PROMPT: Of the records that follow, copy only the lines from the line containing "Ok(content.trim().to_string())" to the line containing "package by path", both included, exactly as written.

• • • • •

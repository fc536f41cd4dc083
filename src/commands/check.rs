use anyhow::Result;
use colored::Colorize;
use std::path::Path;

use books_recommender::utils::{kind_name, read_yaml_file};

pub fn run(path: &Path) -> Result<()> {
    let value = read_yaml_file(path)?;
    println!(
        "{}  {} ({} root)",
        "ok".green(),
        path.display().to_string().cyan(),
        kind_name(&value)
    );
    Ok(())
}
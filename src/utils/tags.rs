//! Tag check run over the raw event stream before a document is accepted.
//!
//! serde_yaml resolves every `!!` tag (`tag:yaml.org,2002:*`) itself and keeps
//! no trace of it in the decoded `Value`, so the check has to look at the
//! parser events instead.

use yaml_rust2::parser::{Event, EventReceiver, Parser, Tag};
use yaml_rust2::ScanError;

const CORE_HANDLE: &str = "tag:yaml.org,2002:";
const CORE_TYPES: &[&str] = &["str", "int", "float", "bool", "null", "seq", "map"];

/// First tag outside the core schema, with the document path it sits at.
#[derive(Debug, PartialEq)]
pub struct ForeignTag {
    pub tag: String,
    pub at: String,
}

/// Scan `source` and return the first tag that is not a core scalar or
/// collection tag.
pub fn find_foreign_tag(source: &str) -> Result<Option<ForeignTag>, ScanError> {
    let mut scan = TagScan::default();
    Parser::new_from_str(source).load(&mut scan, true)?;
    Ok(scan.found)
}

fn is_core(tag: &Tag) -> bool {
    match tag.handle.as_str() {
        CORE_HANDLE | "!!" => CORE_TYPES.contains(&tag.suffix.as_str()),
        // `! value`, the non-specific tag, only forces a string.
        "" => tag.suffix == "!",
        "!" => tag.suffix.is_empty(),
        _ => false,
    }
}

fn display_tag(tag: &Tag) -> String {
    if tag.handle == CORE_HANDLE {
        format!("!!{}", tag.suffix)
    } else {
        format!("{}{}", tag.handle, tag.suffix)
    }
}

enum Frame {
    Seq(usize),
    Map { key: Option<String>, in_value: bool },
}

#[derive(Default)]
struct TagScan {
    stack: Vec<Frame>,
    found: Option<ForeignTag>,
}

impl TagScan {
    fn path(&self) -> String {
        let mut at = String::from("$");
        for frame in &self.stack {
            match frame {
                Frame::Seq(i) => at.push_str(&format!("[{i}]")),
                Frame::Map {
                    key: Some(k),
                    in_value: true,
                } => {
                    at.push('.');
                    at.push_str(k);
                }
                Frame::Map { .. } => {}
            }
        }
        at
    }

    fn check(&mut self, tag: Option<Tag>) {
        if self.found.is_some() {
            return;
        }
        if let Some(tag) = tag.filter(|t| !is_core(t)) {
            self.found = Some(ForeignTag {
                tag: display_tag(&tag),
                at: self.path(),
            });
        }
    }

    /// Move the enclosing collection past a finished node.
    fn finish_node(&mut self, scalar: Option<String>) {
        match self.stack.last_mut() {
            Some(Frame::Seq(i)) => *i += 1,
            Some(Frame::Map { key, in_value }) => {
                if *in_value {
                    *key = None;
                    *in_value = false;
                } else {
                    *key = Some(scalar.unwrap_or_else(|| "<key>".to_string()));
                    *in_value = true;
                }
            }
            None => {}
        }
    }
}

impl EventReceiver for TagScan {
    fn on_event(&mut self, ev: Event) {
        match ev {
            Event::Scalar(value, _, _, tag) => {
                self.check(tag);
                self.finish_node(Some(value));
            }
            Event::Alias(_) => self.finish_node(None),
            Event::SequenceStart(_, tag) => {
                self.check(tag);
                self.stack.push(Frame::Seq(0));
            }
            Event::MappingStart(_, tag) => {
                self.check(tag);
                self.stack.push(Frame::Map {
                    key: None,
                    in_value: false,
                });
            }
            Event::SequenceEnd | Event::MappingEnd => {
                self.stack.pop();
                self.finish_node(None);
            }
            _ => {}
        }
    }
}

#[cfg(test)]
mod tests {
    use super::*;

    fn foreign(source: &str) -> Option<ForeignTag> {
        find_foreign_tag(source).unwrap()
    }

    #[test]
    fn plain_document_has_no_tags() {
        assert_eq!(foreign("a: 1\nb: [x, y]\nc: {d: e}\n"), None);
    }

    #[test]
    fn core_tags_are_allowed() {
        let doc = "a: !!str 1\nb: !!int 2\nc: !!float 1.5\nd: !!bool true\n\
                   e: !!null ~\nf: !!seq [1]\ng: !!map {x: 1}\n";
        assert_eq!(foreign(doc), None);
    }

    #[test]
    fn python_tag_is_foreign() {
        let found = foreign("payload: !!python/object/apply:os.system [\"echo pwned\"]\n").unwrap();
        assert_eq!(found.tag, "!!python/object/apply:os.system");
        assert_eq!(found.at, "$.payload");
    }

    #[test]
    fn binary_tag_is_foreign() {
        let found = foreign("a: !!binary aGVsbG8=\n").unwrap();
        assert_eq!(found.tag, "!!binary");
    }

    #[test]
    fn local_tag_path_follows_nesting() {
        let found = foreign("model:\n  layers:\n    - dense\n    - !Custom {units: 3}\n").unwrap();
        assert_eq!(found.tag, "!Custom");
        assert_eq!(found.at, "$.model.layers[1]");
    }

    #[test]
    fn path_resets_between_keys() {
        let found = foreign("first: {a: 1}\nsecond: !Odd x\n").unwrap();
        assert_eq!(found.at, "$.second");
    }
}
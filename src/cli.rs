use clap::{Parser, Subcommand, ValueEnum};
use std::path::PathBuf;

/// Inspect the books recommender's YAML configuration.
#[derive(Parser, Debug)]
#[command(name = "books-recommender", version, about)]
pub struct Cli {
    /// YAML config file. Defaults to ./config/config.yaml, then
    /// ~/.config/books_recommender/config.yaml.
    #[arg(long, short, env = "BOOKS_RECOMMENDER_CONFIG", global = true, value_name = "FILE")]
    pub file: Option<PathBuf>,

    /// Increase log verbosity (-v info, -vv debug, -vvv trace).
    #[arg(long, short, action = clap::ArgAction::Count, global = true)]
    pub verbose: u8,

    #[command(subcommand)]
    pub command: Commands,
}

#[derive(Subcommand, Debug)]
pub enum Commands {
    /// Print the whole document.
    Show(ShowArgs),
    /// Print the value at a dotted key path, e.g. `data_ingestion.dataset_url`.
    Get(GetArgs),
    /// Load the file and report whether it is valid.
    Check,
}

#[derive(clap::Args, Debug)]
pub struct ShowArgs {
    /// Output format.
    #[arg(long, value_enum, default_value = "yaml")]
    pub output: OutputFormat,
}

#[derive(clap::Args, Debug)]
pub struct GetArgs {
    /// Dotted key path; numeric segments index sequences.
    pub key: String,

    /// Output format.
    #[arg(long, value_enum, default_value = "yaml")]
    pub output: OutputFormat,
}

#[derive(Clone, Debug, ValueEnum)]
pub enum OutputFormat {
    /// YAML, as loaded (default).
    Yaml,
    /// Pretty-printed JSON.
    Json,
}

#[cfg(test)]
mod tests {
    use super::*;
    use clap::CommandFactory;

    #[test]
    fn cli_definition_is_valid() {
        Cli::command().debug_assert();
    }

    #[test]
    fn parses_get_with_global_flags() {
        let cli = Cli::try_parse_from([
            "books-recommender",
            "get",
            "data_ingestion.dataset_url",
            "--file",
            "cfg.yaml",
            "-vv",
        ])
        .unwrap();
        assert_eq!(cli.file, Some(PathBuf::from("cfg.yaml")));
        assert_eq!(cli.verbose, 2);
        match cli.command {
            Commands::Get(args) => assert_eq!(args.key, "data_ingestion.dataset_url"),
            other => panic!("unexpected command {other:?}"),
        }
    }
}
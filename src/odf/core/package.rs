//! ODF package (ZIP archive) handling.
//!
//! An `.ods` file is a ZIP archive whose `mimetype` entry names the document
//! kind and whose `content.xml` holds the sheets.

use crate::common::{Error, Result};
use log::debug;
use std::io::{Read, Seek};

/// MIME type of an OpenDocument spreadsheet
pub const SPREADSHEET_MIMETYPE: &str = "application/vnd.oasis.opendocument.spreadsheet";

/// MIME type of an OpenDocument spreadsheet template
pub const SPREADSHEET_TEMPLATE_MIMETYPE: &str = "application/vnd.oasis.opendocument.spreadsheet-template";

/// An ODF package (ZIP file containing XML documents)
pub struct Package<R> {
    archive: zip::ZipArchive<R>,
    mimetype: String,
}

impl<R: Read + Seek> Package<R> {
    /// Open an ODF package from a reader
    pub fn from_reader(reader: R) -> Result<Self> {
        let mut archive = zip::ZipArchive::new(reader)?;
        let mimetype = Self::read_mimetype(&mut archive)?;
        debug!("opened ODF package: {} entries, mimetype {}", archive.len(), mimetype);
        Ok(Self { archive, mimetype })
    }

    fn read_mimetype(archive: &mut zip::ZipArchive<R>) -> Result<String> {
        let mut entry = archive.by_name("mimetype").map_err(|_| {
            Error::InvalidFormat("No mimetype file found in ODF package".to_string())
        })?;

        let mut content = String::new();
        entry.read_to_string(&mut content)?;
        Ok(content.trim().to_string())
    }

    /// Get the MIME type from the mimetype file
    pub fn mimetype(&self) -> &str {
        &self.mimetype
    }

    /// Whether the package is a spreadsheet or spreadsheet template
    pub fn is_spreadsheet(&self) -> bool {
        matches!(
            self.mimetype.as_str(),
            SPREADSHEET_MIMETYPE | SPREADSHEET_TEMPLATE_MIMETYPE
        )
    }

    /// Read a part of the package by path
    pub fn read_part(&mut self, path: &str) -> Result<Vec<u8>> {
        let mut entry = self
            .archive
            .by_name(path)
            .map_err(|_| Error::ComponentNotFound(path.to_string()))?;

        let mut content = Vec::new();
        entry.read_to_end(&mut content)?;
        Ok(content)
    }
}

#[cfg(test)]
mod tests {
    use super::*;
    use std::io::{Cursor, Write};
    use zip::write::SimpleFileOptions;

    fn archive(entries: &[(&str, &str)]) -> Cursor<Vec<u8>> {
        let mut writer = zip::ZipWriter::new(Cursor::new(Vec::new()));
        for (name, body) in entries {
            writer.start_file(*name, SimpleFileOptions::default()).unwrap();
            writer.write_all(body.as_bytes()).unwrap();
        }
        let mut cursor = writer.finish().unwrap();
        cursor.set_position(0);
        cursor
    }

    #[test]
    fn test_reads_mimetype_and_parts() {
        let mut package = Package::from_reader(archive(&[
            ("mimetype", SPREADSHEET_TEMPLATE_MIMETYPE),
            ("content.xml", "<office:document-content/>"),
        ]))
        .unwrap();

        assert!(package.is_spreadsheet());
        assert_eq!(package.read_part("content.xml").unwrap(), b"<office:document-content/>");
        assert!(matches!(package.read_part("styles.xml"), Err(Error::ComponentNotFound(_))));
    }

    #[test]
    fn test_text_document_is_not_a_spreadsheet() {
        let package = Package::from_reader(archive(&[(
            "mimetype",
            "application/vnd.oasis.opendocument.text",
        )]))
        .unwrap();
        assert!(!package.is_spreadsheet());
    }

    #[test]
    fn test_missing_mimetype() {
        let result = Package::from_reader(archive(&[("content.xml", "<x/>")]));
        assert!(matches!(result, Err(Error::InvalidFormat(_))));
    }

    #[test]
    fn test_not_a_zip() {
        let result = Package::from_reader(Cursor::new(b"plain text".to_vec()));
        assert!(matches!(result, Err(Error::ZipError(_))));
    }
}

• • • • •

RESULT FOR THIS TASK:
        Ok(content.trim().to_string())
    }

    /// Get the MIME type from the mimetype file
    pub fn mimetype(&self) -> &str {
        &self.mimetype
    }

    /// Whether the package is a spreadsheet or spreadsheet template
    pub fn is_spreadsheet(&self) -> bool {
        matches!(
            self.mimetype.as_str(),
            SPREADSHEET_MIMETYPE | SPREADSHEET_TEMPLATE_MIMETYPE
        )
    }

    /// Read a part of the package by path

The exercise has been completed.